* [Task directions] Please repeat every entry, keeping each one exactly the same.

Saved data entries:
◇ ◇ ◇ ◇ ◇

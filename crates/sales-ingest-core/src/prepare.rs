// crates/sales-ingest-core/src/prepare.rs

use serde::Serialize;
use tracing::info;

use crate::db::DbPool;
use crate::destination::{quote_identifier, Destination};
use crate::error::{IngestError, PrepStep, Result};
use crate::model::{
    BRAND, CATEGORY, CHANNEL, DATE, LOCATION, PRICE, PRODUCT_ID, PRODUCT_NAME, QUANTITY,
    RETAILER_ID, RETAILER_NAME, SALE_ID,
};

/// Destination columns and their Postgres types, in table order.
pub const TABLE_COLUMNS: [(&str, &str); 12] = [
    (SALE_ID, "integer primary key"),
    (PRODUCT_ID, "integer"),
    (PRODUCT_NAME, "text"),
    (BRAND, "text"),
    (CATEGORY, "text"),
    (RETAILER_ID, "integer"),
    (RETAILER_NAME, "text"),
    (CHANNEL, "text"),
    (LOCATION, "text"),
    (QUANTITY, "integer"),
    (PRICE, "decimal(18,2)"),
    (DATE, "date"),
];

#[derive(Debug, Clone, Copy, Default, PartialEq, Eq, Serialize)]
pub struct PrepareOutcome {
    pub schema_created: bool,
    pub table_created: bool,
}

/// Makes sure the destination schema and table exist, then empties the table.
///
/// Each step commits on its own, so a rerun after a failure picks up where the catalog
/// actually is. The truncate runs on every call, including right after creation.
pub async fn prepare_destination(pool: &DbPool, destination: &Destination) -> Result<PrepareOutcome> {
    let schema_created = ensure_schema(pool, destination)
        .await
        .map_err(prep_failed(PrepStep::CreateSchema))?;
    if schema_created {
        info!(schema = destination.schema(), "Created schema");
    }

    let table_created = ensure_table(pool, destination)
        .await
        .map_err(prep_failed(PrepStep::CreateTable))?;
    if table_created {
        info!(table = %destination, "Created table");
    }

    truncate(pool, destination)
        .await
        .map_err(prep_failed(PrepStep::Truncate))?;
    info!(table = %destination, "Truncated table");

    Ok(PrepareOutcome {
        schema_created,
        table_created,
    })
}

fn prep_failed(step: PrepStep) -> impl FnOnce(sqlx::Error) -> IngestError {
    move |source| IngestError::DbPrepFailed { step, source }
}

async fn ensure_schema(pool: &DbPool, destination: &Destination) -> std::result::Result<bool, sqlx::Error> {
    let mut tx = pool.begin().await?;

    let exists: bool = sqlx::query_scalar::<_, bool>(
        r#"SELECT EXISTS(SELECT 1 FROM information_schema.schemata WHERE schema_name = $1)"#,
    )
    .bind(destination.schema())
    .fetch_one(&mut *tx)
    .await?;

    if !exists {
        let sql = format!("CREATE SCHEMA {}", quote_identifier(destination.schema()));
        sqlx::query(&sql).execute(&mut *tx).await?;
    }

    tx.commit().await?;
    Ok(!exists)
}

async fn ensure_table(pool: &DbPool, destination: &Destination) -> std::result::Result<bool, sqlx::Error> {
    let mut tx = pool.begin().await?;

    let exists: bool = sqlx::query_scalar::<_, bool>(
        r#"
        SELECT EXISTS(
            SELECT 1 FROM information_schema.tables
            WHERE table_schema = $1
              AND table_name = $2
        )
        "#,
    )
    .bind(destination.schema())
    .bind(destination.table())
    .fetch_one(&mut *tx)
    .await?;

    if !exists {
        sqlx::query(&create_table_sql(destination))
            .execute(&mut *tx)
            .await?;
    }

    tx.commit().await?;
    Ok(!exists)
}

async fn truncate(pool: &DbPool, destination: &Destination) -> std::result::Result<(), sqlx::Error> {
    let mut tx = pool.begin().await?;
    let sql = format!("TRUNCATE TABLE {}", destination.qualified());
    sqlx::query(&sql).execute(&mut *tx).await?;
    tx.commit().await
}

pub fn create_table_sql(destination: &Destination) -> String {
    let columns = TABLE_COLUMNS
        .iter()
        .map(|(name, sql_type)| format!("    {} {}", quote_identifier(name), sql_type))
        .collect::<Vec<_>>()
        .join(",\n");
    format!("CREATE TABLE {} (\n{}\n)", destination.qualified(), columns)
}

◇ ◇ ◇ ◇ ◇

* [Task response]
filename crates/sales-ingest-core/src/prepare.rs
// crates/sales-ingest-core/src/prepare.rs

use serde::Serialize;
use tracing::info;

use crate::db::DbPool;
use crate::destination::{quote_identifier, Destination};
use crate::error::{IngestError, PrepStep, Result};
use crate::model::{
    BRAND, CATEGORY, CHANNEL, DATE, LOCATION, PRICE, PRODUCT_ID, PRODUCT_NAME, QUANTITY,
    RETAILER_ID, RETAILER_NAME, SALE_ID,
};

/// Destination columns and their Postgres types, in table order.
pub const TABLE_COLUMNS: [(&str, &str); 12] = [
    (SALE_ID, "integer primary key"),
    (PRODUCT_ID, "integer"),
    (PRODUCT_NAME, "text"),
    (BRAND, "text"),
    (CATEGORY, "text"),
    (RETAILER_ID, "integer"),
    (RETAILER_NAME, "text"),
    (CHANNEL, "text"),
    (LOCATION, "text"),
    (QUANTITY, "integer"),
    (PRICE, "decimal(18,2)"),
    (DATE, "date"),
];

#[derive(Debug, Clone, Copy, Default, PartialEq, Eq, Serialize)]
pub struct PrepareOutcome {
    pub schema_created: bool,
    pub table_created: bool,
}

/// Makes sure the destination schema and table exist, then empties the table.
///
/// Each step commits on its own, so a rerun after a failure picks up where the catalog
/// actually is. The truncate runs on every call, including right after creation.
pub async fn prepare_destination(pool: &DbPool, destination: &Destination) -> Result<PrepareOutcome> {
    let schema_created = ensure_schema(pool, destination)
        .await
        .map_err(prep_failed(PrepStep::CreateSchema))?;
    if schema_created {
        info!(schema = destination.schema(), "Created schema");
    }

    let table_created = ensure_table(pool, destination)
        .await
        .map_err(prep_failed(PrepStep::CreateTable))?;
    if table_created {
        info!(table = %destination, "Created table");
    }

    truncate(pool, destination)
        .await
        .map_err(prep_failed(PrepStep::Truncate))?;
    info!(table = %destination, "Truncated table");

    Ok(PrepareOutcome {
        schema_created,
        table_created,
    })
}

fn prep_failed(step: PrepStep) -> impl FnOnce(sqlx::Error) -> IngestError {
    move |source| IngestError::DbPrepFailed { step, source }
}

async fn ensure_schema(pool: &DbPool, destination: &Destination) -> std::result::Result<bool, sqlx::Error> {
    let mut tx = pool.begin().await?;

    let exists: bool = sqlx::query_scalar::<_, bool>(
        r#"SELECT EXISTS(SELECT 1 FROM information_schema.schemata WHERE schema_name = $1)"#,
    )
    .bind(destination.schema())
    .fetch_one(&mut *tx)
    .await?;

    if !exists {
        let sql = format!("CREATE SCHEMA {}", quote_identifier(destination.schema()));
        sqlx::query(&sql).execute(&mut *tx).await?;
    }

    tx.commit().await?;
    Ok(!exists)
}

async fn ensure_table(pool: &DbPool, destination: &Destination) -> std::result::Result<bool, sqlx::Error> {
    let mut tx = pool.begin().await?;

    let exists: bool = sqlx::query_scalar::<_, bool>(
        r#"
        SELECT EXISTS(
            SELECT 1 FROM information_schema.tables
            WHERE table_schema = $1
              AND table_name = $2
        )
        "#,
    )
    .bind(destination.schema())
    .bind(destination.table())
    .fetch_one(&mut *tx)
    .await?;

    if !exists {
        sqlx::query(&create_table_sql(destination))
            .execute(&mut *tx)
            .await?;
    }

    tx.commit().await?;
    Ok(!exists)
}

async fn truncate(pool: &DbPool, destination: &Destination) -> std::result::Result<(), sqlx::Error> {
    let mut tx = pool.begin().await?;
    let sql = format!("TRUNCATE TABLE {}", destination.qualified());
    sqlx::query(&sql).execute(&mut *tx).await?;
    tx.commit().await
}

pub fn create_table_sql(destination: &Destination) -> String {
    let columns = TABLE_COLUMNS
        .iter()
        .map(|(name, sql_type)| format!("    {} {}", quote_identifier(name), sql_type))
        .collect::<Vec<_>>()
        .join(",\n");
    format!("CREATE TABLE {} (\n{}\n)", destination.qualified(), columns)
}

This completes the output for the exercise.